WORK REQUIRED ::
Reproduce the records below exactly, but only between the lines holding "self.rate_limiter.retain_recent();" and "req.extensions()", inclusive.

Collected data entries
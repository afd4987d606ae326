use std::env;
use std::net::{IpAddr, SocketAddr};
use std::num::NonZeroU32;
use std::path::PathBuf;
use std::sync::Arc;
use std::sync::atomic::AtomicBool;

use axum::{
    Router,
    body::Body,
    extract::DefaultBodyLimit,
    extract::State,
    extract::connect_info::ConnectInfo,
    http::Method,
    http::Request,
    http::header::{CONTENT_TYPE, HeaderName, HeaderValue},
    middleware,
    middleware::Next,
    response::Response,
    routing::{get, post},
};
use clap::Parser;
use dotenvy::dotenv;
use governor::{
    Quota, RateLimiter, clock::DefaultClock, middleware::NoOpMiddleware,
    state::keyed::DashMapStateStore,
};
use hm_common::logging::{init_tracing_subscriber, install_tracing_panic_hook};
use hm_common::matching::{DEFAULT_MAX_RESULTS, RankingConfig, RankingEngine};
use hm_common::run_id;
use hm_common::source::{CandidateSource, JsonFileSource};
use tower_http::{
    cors::CorsLayer,
    request_id::{MakeRequestUuid, PropagateRequestIdLayer, SetRequestIdLayer},
    trace::TraceLayer,
};
use tracing::info;

pub mod error;
pub mod handlers;

use error::ApiError;
use handlers::{health, referral, search};

const SHUTDOWN_DRAIN_GRACE: std::time::Duration = std::time::Duration::from_millis(200);
const RATE_LIMIT_PRUNE_INTERVAL: std::time::Duration = std::time::Duration::from_secs(60);

/// Upper bound on `max` accepted from callers.
pub const MAX_SEARCH_RESULTS: usize = 100;

#[derive(Debug, Clone, Parser)]
#[command(name = "hm-api", about = "HTTP API for handyman search and referrals")]
struct Cli {
    /// Server port
    #[arg(long, env = "PORT", default_value_t = 8787)]
    port: u16,

    /// JSON file holding the candidate pool (record array or sheet value range)
    #[arg(long, env = "HM_CANDIDATES_PATH")]
    candidates_path: PathBuf,

    /// Comma separated list of allowed CORS origins
    #[arg(long, env = "HM_CORS_ORIGINS", default_value = "http://localhost:3000")]
    cors_origins: String,

    /// Result count when a search does not pass `max`
    #[arg(long, env = "HM_DEFAULT_MAX", default_value_t = DEFAULT_MAX_RESULTS)]
    default_max: usize,
}

#[derive(Debug, Clone)]
pub struct AppConfig {
    pub port: u16,
    pub candidates_path: PathBuf,
    pub cors_origins: Vec<String>,
    pub default_max: usize,
}

impl AppConfig {
    fn from_cli(cli: Cli) -> Result<Self, ApiError> {
        let cors_origins = cli
            .cors_origins
            .split(',')
            .map(|origin| origin.trim().to_string())
            .filter(|origin| !origin.is_empty())
            .collect::<Vec<_>>();

        if cli.default_max == 0 || cli.default_max > MAX_SEARCH_RESULTS {
            return Err(ApiError::Config(format!(
                "HM_DEFAULT_MAX must be between 1 and {MAX_SEARCH_RESULTS}"
            )));
        }

        Ok(Self {
            port: cli.port,
            candidates_path: cli.candidates_path,
            cors_origins,
            default_max: cli.default_max,
        })
    }

    pub fn for_tests() -> Self {
        Self {
            port: 8787,
            candidates_path: PathBuf::from("candidates.json"),
            cors_origins: vec!["http://localhost:3000".into()],
            default_max: DEFAULT_MAX_RESULTS,
        }
    }
}

type IpRateLimiter = RateLimiter<IpAddr, DashMapStateStore<IpAddr>, DefaultClock, NoOpMiddleware>;

#[derive(Debug, Clone, PartialEq, Eq)]
pub struct RateLimitConfig {
    pub per_sec: u32,
    pub burst: u32,
}

impl RateLimitConfig {
    fn parse_env_u32(var: &str) -> Option<u32> {
        env::var(var)
            .ok()
            .and_then(|value| value.parse::<u32>().ok())
            .filter(|value| *value > 0)
    }

    fn from_env() -> Self {
        Self {
            per_sec: Self::parse_env_u32("HM_RATE_LIMIT_PER_SEC").unwrap_or(20),
            burst: Self::parse_env_u32("HM_RATE_LIMIT_BURST").unwrap_or(40),
        }
    }
}

fn build_ip_limiter(config: &RateLimitConfig) -> Arc<IpRateLimiter> {
    let per_second = NonZeroU32::new(config.per_sec).unwrap_or(NonZeroU32::MIN);
    let burst = NonZeroU32::new(config.burst).unwrap_or(NonZeroU32::MIN);
    let quota = Quota::per_second(per_second).allow_burst(burst);

    Arc::new(RateLimiter::keyed(quota))
}

#[derive(Clone)]
pub struct AppState {
    pub config: AppConfig,
    pub engine: Arc<RankingEngine>,
    pub source: Arc<dyn CandidateSource>,
    rate_limiter: Arc<IpRateLimiter>,
    pub readiness: Arc<AtomicBool>,
}

pub type SharedState = Arc<AppState>;

impl AppState {
    pub fn new(
        config: AppConfig,
        ranking: RankingConfig,
        source: Arc<dyn CandidateSource>,
    ) -> SharedState {
        Arc::new(Self {
            config,
            engine: Arc::new(RankingEngine::new(ranking)),
            source,
            rate_limiter: build_ip_limiter(&RateLimitConfig::from_env()),
            readiness: Arc::new(AtomicBool::new(true)),
        })
    }

    /// Drops per-IP limiter entries whose quota has fully replenished and
    /// returns how many remain.
    pub fn prune_rate_limits(&self) -> usize {
        self.rate_limiter.retain_recent();
        self.rate_limiter.shrink_to_fit();
        self.rate_limiter.len()
    }
}

fn spawn_rate_limit_pruner(state: SharedState) -> tokio::task::JoinHandle<()> {
    tokio::spawn(async move {
        let mut ticker = tokio::time::interval(RATE_LIMIT_PRUNE_INTERVAL);
        ticker.set_missed_tick_behavior(tokio::time::MissedTickBehavior::Delay);
        loop {
            ticker.tick().await;
            let tracked = state.prune_rate_limits();
            tracing::debug!(tracked_ips = tracked, "pruned rate limiter state");
        }
    })
}

fn cors_layer(origins: &[String]) -> CorsLayer {
    let allowed = origins
        .iter()
        .filter_map(|origin| origin.parse::<HeaderValue>().ok())
        .collect::<Vec<_>>();

    CorsLayer::new()
        .allow_origin(allowed)
        .allow_methods([Method::GET, Method::POST, Method::OPTIONS])
        .allow_headers([CONTENT_TYPE])
}

fn request_ip<B>(req: &Request<B>) -> Option<IpAddr> {
    req.extensions()
        .get::<ConnectInfo<SocketAddr>>()
        .map(|info| info.0.ip())
}

async fn global_rate_limit(
    State(state): State<SharedState>,
    req: Request<Body>,
    next: Next,
) -> Result<Response, ApiError> {
    if let Some(client_ip) = request_ip(&req) {
        if state.rate_limiter.check_key(&client_ip).is_err() {
            return Err(ApiError::TooManyRequests("rate limit exceeded".into()));
        }
    }

    Ok(next.run(req).await)
}

async fn attach_request_id_context(req: Request<Body>, next: Next) -> Result<Response, ApiError> {
    let request_id = req
        .headers()
        .get("x-request-id")
        .and_then(|value| value.to_str().ok())
        .map(|value| value.to_string());

    Ok(error::with_request_id(request_id, next.run(req)).await)
}

pub fn create_router(state: SharedState) -> Router {
    let cors = cors_layer(&state.config.cors_origins);

    let request_id_header = HeaderName::from_static("x-request-id");
    let trace_header = request_id_header.clone();

    let trace = TraceLayer::new_for_http().make_span_with(move |request: &Request<Body>| {
        let request_id = request
            .headers()
            .get(&trace_header)
            .and_then(|value| value.to_str().ok())
            .unwrap_or("");

        tracing::info_span!(
            "http_request",
            method = %request.method(),
            uri = %request.uri(),
            request_id = %request_id,
            status = tracing::field::Empty,
        )
    });

    Router::new()
        .route("/", get(health::banner))
        .route("/healthz", get(health::healthz))
        .route("/livez", get(health::livez))
        .route("/readyz", get(health::readyz))
        .route("/handymen/search", get(search::search_handymen))
        .route("/refer", post(referral::create_referral))
        .layer(middleware::from_fn_with_state(
            state.clone(),
            global_rate_limit,
        ))
        .layer(middleware::from_fn(attach_request_id_context))
        .layer(DefaultBodyLimit::max(256 * 1024))
        .layer(trace)
        .layer(PropagateRequestIdLayer::new(request_id_header.clone()))
        .layer(SetRequestIdLayer::new(
            request_id_header,
            MakeRequestUuid::default(),
        ))
        .layer(cors)
        .with_state(state)
}

pub fn test_state(source: Arc<dyn CandidateSource>) -> SharedState {
    AppState::new(AppConfig::for_tests(), RankingConfig::default(), source)
}

pub async fn run() -> Result<(), ApiError> {
    dotenv().ok();
    init_tracing_subscriber(env!("CARGO_PKG_NAME"));
    install_tracing_panic_hook(env!("CARGO_PKG_NAME"));

    let cli = Cli::parse();
    let config = AppConfig::from_cli(cli)?;
    let ranking = RankingConfig::from_env().map_err(|err| ApiError::Config(err.to_string()))?;
    let source: Arc<dyn CandidateSource> =
        Arc::new(JsonFileSource::new(config.candidates_path.clone()));

    info!(
        run_id = run_id::get(),
        source = source.name(),
        weights = ?ranking.weights,
        default_language = %ranking.default_language,
        "ranking configured"
    );

    let state = AppState::new(config.clone(), ranking, source);
    let pruner = spawn_rate_limit_pruner(state.clone());

    let addr: SocketAddr = ([0, 0, 0, 0], config.port).into();
    let app = create_router(state.clone());

    info!(%addr, "hm-api listening");

    let listener = tokio::net::TcpListener::bind(addr)
        .await
        .map_err(|err| ApiError::Internal(err.to_string()))?;

    let service = app.into_make_service_with_connect_info::<SocketAddr>();

    axum::serve(listener, service)
        .with_graceful_shutdown(shutdown_signal(state.clone()))
        .await
        .map_err(|err| ApiError::Internal(err.to_string()))?;

    pruner.abort();
    Ok(())
}

async fn shutdown_signal(state: SharedState) {
    let ctrl_c = async {
        let _ = tokio::signal::ctrl_c().await;
    };

    #[cfg(unix)]
    let terminate = async {
        use tokio::signal::unix::{SignalKind, signal};
        if let Ok(mut sigterm) = signal(SignalKind::terminate()) {
            let _ = sigterm.recv().await;
        }
    };

    #[cfg(not(unix))]
    let terminate = std::future::pending::<()>();

    tokio::select! {
        _ = ctrl_c => {},
        _ = terminate => {},
    }

    state
        .readiness
        .store(false, std::sync::atomic::Ordering::SeqCst);

    // Let load balancers observe /readyz as not ready before connections stop.
    tokio::time::sleep(SHUTDOWN_DRAIN_GRACE).await;
}

#[cfg(test)]
mod tests {
    use super::*;
    use axum::http::StatusCode;
    use hm_common::source::StaticSource;
    use std::sync::Mutex;
    use tower::ServiceExt;

    static ENV_GUARD: Mutex<()> = Mutex::new(());

    fn with_envs(vars: &[(&str, Option<&str>)], f: impl FnOnce()) {
        let _guard = ENV_GUARD.lock().unwrap();

        let previous: Vec<(&str, Option<String>)> = vars
            .iter()
            .map(|(var, value)| {
                let old = env::var(var).ok();
                match value {
                    Some(v) => unsafe { env::set_var(var, v) },
                    None => unsafe { env::remove_var(var) },
                }
                (*var, old)
            })
            .collect();

        f();

        for (var, previous_value) in previous {
            match previous_value {
                Some(v) => unsafe { env::set_var(var, v) },
                None => unsafe { env::remove_var(var) },
            }
        }
    }

    fn cli(default_max: usize) -> Cli {
        Cli {
            port: 8787,
            candidates_path: PathBuf::from("candidates.json"),
            cors_origins: " http://a.example , ,http://b.example".into(),
            default_max,
        }
    }

    #[tokio::test]
    async fn sets_request_id_when_missing() {
        let app = create_router(test_state(Arc::new(StaticSource::default())));

        let response = app
            .oneshot(Request::builder().uri("/livez").body(Body::empty()).unwrap())
            .await
            .unwrap();

        assert_eq!(response.status(), StatusCode::OK);
        assert!(response.headers().contains_key("x-request-id"));
    }

    #[test]
    fn prune_keeps_recently_limited_clients() {
        let state = test_state(Arc::new(StaticSource::default()));
        assert_eq!(state.prune_rate_limits(), 0);

        let client: IpAddr = [10, 0, 0, 7].into();
        assert!(state.rate_limiter.check_key(&client).is_ok());

        assert_eq!(state.prune_rate_limits(), 1);
    }

    #[test]
    fn config_splits_cors_origins() {
        let config = AppConfig::from_cli(cli(5)).unwrap();
        assert_eq!(
            config.cors_origins,
            vec!["http://a.example".to_string(), "http://b.example".to_string()]
        );
    }

    #[test]
    fn config_rejects_out_of_range_default_max() {
        assert!(matches!(AppConfig::from_cli(cli(0)), Err(ApiError::Config(_))));
        assert!(matches!(AppConfig::from_cli(cli(101)), Err(ApiError::Config(_))));
    }

    #[test]
    fn rate_limit_config_respects_env_overrides() {
        with_envs(
            &[
                ("HM_RATE_LIMIT_PER_SEC", Some("10")),
                ("HM_RATE_LIMIT_BURST", Some("0")),
            ],
            || {
                let cfg = RateLimitConfig::from_env();
                assert_eq!(
                    cfg,
                    RateLimitConfig {
                        per_sec: 10,
                        burst: 40,
                    }
                );
            },
        );
    }
}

ANSWER TO THE PROBLEM ::
        self.rate_limiter.retain_recent();
        self.rate_limiter.shrink_to_fit();
        self.rate_limiter.len()
    }
}

fn spawn_rate_limit_pruner(state: SharedState) -> tokio::task::JoinHandle<()> {
    tokio::spawn(async move {
        let mut ticker = tokio::time::interval(RATE_LIMIT_PRUNE_INTERVAL);
        ticker.set_missed_tick_behavior(tokio::time::MissedTickBehavior::Delay);
        loop {
            ticker.tick().await;
            let tracked = state.prune_rate_limits();
            tracing::debug!(tracked_ips = tracked, "pruned rate limiter state");
        }
    })
}

fn cors_layer(origins: &[String]) -> CorsLayer {
    let allowed = origins
        .iter()
        .filter_map(|origin| origin.parse::<HeaderValue>().ok())
        .collect::<Vec<_>>();

    CorsLayer::new()
        .allow_origin(allowed)
        .allow_methods([Method::GET, Method::POST, Method::OPTIONS])
        .allow_headers([CONTENT_TYPE])
}

fn request_ip<B>(req: &Request<B>) -> Option<IpAddr> {
    req.extensions()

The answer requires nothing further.